*EXTRACTED DATA*:
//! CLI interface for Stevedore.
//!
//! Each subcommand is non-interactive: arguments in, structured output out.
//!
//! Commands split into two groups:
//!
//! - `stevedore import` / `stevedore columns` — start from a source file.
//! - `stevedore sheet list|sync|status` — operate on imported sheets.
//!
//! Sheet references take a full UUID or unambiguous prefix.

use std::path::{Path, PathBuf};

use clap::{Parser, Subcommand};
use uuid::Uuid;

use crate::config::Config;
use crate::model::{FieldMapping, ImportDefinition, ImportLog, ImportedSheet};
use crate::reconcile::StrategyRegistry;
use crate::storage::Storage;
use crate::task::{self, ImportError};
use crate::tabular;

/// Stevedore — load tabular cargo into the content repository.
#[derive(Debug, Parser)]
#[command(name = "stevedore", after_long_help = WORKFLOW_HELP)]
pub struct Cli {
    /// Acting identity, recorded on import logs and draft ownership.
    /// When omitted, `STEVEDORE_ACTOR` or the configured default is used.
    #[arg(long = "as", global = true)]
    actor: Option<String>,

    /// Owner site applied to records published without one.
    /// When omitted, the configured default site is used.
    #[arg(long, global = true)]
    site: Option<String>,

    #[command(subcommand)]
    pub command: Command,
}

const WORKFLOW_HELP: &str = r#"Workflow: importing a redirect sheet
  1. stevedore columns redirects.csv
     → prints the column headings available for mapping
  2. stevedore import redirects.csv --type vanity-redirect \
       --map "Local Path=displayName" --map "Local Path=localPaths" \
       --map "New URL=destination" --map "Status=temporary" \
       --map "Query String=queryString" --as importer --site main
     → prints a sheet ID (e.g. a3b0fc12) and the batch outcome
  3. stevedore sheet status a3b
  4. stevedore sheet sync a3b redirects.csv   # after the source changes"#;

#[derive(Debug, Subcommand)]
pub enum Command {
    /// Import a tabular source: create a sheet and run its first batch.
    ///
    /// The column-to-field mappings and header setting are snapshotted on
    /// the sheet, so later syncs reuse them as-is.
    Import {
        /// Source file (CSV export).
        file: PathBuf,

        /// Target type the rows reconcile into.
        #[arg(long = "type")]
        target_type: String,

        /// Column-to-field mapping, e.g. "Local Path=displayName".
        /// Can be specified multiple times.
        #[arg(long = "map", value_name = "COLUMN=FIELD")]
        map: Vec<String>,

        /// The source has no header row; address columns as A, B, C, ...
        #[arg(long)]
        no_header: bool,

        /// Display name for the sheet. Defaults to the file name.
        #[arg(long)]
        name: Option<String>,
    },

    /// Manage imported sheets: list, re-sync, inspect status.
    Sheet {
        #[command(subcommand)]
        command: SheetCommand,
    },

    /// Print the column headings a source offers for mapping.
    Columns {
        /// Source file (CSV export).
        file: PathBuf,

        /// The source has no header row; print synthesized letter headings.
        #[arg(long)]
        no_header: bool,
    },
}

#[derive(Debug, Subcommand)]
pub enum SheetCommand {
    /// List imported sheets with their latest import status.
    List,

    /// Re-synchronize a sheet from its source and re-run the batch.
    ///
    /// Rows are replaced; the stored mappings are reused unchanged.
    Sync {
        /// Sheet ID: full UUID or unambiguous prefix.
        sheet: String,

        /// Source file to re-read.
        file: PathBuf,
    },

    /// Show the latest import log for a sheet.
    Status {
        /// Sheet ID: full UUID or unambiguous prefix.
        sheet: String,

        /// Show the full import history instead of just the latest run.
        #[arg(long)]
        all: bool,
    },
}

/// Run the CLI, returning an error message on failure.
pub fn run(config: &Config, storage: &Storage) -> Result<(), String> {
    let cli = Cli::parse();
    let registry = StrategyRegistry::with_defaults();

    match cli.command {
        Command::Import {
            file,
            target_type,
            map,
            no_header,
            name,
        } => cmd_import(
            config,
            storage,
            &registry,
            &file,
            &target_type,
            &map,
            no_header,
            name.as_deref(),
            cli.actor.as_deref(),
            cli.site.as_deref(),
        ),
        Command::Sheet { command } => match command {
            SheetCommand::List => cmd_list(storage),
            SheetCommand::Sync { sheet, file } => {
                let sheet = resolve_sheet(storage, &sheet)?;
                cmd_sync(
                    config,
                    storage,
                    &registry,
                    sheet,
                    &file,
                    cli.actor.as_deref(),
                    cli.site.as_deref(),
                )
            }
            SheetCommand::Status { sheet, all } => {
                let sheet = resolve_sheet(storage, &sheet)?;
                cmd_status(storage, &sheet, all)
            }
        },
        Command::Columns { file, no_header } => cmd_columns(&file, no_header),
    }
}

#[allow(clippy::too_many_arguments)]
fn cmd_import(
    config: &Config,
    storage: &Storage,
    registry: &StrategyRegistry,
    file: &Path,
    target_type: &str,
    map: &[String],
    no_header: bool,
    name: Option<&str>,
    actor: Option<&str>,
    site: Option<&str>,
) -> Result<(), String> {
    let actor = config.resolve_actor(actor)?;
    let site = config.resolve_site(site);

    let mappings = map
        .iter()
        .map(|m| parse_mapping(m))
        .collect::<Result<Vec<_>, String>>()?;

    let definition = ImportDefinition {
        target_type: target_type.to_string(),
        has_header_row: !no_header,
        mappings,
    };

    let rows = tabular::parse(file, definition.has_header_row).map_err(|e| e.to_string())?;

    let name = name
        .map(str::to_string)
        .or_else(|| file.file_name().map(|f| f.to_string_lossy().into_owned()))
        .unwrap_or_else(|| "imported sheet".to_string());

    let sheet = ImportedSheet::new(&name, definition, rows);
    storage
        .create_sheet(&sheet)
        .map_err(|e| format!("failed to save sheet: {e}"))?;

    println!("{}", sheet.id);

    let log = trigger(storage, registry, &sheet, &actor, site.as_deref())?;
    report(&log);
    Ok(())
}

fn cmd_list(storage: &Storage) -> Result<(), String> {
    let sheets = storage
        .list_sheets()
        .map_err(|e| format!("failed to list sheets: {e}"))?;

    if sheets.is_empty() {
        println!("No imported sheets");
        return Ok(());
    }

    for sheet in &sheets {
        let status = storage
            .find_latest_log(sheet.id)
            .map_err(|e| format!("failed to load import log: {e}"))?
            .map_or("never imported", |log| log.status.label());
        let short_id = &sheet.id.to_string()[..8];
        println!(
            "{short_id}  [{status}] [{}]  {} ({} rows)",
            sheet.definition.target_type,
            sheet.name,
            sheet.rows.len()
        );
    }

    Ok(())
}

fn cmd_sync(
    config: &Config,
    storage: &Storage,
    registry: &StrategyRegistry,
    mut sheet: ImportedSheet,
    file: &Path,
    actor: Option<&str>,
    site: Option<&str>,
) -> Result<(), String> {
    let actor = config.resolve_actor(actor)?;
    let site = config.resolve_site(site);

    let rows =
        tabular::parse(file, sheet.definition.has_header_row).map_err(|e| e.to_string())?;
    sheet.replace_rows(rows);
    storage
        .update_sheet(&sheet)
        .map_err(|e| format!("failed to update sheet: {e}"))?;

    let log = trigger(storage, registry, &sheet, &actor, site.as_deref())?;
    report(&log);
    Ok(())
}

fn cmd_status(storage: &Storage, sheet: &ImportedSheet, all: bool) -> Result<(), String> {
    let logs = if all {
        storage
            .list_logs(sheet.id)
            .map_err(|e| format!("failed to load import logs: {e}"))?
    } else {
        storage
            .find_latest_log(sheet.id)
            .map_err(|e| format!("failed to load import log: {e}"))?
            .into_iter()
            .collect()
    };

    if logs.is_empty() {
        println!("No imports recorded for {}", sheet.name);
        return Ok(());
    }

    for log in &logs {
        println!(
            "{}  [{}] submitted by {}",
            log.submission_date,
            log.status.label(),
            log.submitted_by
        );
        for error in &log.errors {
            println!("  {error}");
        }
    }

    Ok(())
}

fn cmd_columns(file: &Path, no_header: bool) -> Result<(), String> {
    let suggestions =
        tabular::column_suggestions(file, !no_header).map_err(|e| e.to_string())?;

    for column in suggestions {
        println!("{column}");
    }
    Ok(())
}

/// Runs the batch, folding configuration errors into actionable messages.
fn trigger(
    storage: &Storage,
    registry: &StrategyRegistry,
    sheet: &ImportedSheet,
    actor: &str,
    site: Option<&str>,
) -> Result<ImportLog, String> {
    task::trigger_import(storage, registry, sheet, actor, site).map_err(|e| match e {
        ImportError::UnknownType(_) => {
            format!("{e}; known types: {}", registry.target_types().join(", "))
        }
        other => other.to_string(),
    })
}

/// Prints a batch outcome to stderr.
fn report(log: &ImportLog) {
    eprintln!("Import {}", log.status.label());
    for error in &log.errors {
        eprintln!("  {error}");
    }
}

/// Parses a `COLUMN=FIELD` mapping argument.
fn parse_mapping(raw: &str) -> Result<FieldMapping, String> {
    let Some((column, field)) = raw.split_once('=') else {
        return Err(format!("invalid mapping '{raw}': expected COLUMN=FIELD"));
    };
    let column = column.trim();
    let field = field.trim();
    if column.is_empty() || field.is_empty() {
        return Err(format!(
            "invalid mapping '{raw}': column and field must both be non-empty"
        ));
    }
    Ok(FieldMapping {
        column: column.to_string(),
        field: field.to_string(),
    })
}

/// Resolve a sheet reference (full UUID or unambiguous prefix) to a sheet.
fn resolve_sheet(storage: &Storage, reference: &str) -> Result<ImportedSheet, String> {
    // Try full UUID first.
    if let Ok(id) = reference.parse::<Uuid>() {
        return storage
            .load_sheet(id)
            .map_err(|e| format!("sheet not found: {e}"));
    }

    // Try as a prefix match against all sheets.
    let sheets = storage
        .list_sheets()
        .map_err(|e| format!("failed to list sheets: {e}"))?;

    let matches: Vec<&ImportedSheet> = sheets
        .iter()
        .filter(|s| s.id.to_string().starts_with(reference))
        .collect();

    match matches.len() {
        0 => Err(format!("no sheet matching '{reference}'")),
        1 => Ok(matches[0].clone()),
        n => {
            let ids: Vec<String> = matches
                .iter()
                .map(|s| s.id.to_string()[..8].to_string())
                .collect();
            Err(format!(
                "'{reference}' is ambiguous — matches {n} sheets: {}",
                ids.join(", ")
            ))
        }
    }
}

*DESCRIPTION OF THE TASK*: Which of the lines above contain "configured"? Return them all.

*ANSWER TO THIS EXERCISE*:
    /// When omitted, `STEVEDORE_ACTOR` or the configured default is used.
    /// When omitted, the configured default site is used.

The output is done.